Businesses have also donated to the project – many without even being asked. For example, Art Durity, owner of Dot's, built storm windows for the building; Windsor Chair is making tables and chairs; Robbins Lumber donated 3,500 feet of primed clapboard for the exterior, said Polson. There have been many others.

Polson referred to Feb. 1 as a “soft” opening, because there is still some work to be completed: final wiring is being done, the computer system has to be set up, the scanner for checking out books is not in place, and a few other items. She hopes to have a phone and Internet service by the beginning of February, and books will be checked out the old-fashioned way, with a paper card stamped with a return date, until the electronic circulation system is set up.

Within a short time, Polson expects to have Wi-Fi, a website (which will be created by a volunteer) and the ability to offer patrons access to the Maine InfoNet Download Library, featuring e-books and audiobooks that can be borrowed via the web. Interlibrary loans will also be available from libraries across the state.

The library has already been recognized by the Maine Library Commission as a public library under its definition, said Oliver, a goal the committee had expected to take five years to reach, but achieved in just one year. The recognition means that the library has met state-defined standards of governance, staffing and services. For now, the library has met the standards for the lowest of three levels defined by the state, called the basic level.

Libraries at the next level up – the core level – can participate in Maine State Library programs and make use of its services, including state and federal funds.

Library organizers worked with Northeastern Maine District Library Consultant Valerie Osborne to meet the state standards, and she had praise for the progress Polson and the library board are making.

“They're moving themselves along quite nicely. I wouldn't be surprised to see them up at the next level before too long.”

Some programming has already been planned, including a Friday morning children's story hour, an adult book discussion group and a seniors' group. Polson said she would like to hear from residents about other programs they would like, including ones they want to offer.

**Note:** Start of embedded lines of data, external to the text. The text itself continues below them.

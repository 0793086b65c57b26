use crate::{error::AgjendaResult, recording::Recording, surface::FrameRgba};

/// Video encodings a capture sink may negotiate.
///
/// VP9 is the preferred encoding; VP8 is the generic fallback every WebM
/// muxer understands.
#[derive(Clone, Copy, Debug, PartialEq, Eq)]
pub enum Encoding {
    Vp9,
    Vp8,
}

impl Encoding {
    pub const PREFERRED: Encoding = Encoding::Vp9;
    pub const GENERIC: Encoding = Encoding::Vp8;

    pub fn ffmpeg_encoder(self) -> &'static str {
        match self {
            Encoding::Vp9 => "libvpx-vp9",
            Encoding::Vp8 => "libvpx",
        }
    }
}

/// Configuration handed to a [`CaptureSink`] when capture begins.
#[derive(Clone, Copy, Debug)]
pub struct SinkConfig {
    pub width: u32,
    pub height: u32,
    pub fps: u32,
    pub encoding: Encoding,
}

/// Consumes sampled surface frames and produces one finalized recording.
///
/// Ordering contract: `begin` once, then `push_frame` in playback order,
/// then `finish` exactly once. `finish` must be called on every exit path,
/// including cancellation and mid-capture errors.
pub trait CaptureSink {
    /// Whether the sink can encode with `encoding`.
    fn supports(&self, encoding: Encoding) -> bool;

    fn begin(&mut self, cfg: SinkConfig) -> AgjendaResult<()>;

    fn push_frame(&mut self, frame: &FrameRgba) -> AgjendaResult<()>;

    /// Stop capturing and finalize the accumulated output.
    fn finish(&mut self) -> AgjendaResult<Recording>;
}

/// In-memory sink for tests and debugging: retains pushed frames and
/// finalizes to a file-less [`Recording`].
#[derive(Debug, Default)]
pub struct InMemorySink {
    cfg: Option<SinkConfig>,
    frames: Vec<FrameRgba>,
}

impl InMemorySink {
    pub fn new() -> Self {
        Self::default()
    }

    pub fn config(&self) -> Option<SinkConfig> {
        self.cfg
    }

    pub fn frames(&self) -> &[FrameRgba] {
        &self.frames
    }
}

impl CaptureSink for InMemorySink {
    fn supports(&self, _encoding: Encoding) -> bool {
        true
    }

    fn begin(&mut self, cfg: SinkConfig) -> AgjendaResult<()> {
        self.cfg = Some(cfg);
        self.frames.clear();
        Ok(())
    }

    fn push_frame(&mut self, frame: &FrameRgba) -> AgjendaResult<()> {
        self.frames.push(frame.clone());
        Ok(())
    }

    fn finish(&mut self) -> AgjendaResult<Recording> {
        let bytes = self
            .frames
            .iter()
            .map(|f| f.data.len() as u64)
            .sum::<u64>();
        Ok(Recording {
            path: None,
            frames: self.frames.len() as u64,
            bytes,
        })
    }
}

Currently, the library offers regular concerts and author talks, Polson said. Programs have covered topics as diverse as beekeeping, genealogy and feng shui. On Feb. 5, Jay Foster will present a program about his father's experience in the Civilian Conservation Corps during the 1930s.

In addition to the volunteer board of five or six, 15 people have expressed serious interest in volunteering, she said.

Polson asked that no more books be donated for now, as about half of the 2,000 volumes the library has still have not been cataloged.

Oliver said the board hopes to have a library friends group to raise funds. As a nonprofit, the library has received a grant from the Maine Community Foundation for program development. Though it is on town-owned land, it receives no municipal funds.

The library will be open Tuesdays 5 to 8 p.m., Wednesdays 2 to 7 p.m. (until 9 on program nights), Fridays and Saturdays, 9 a.m. to noon.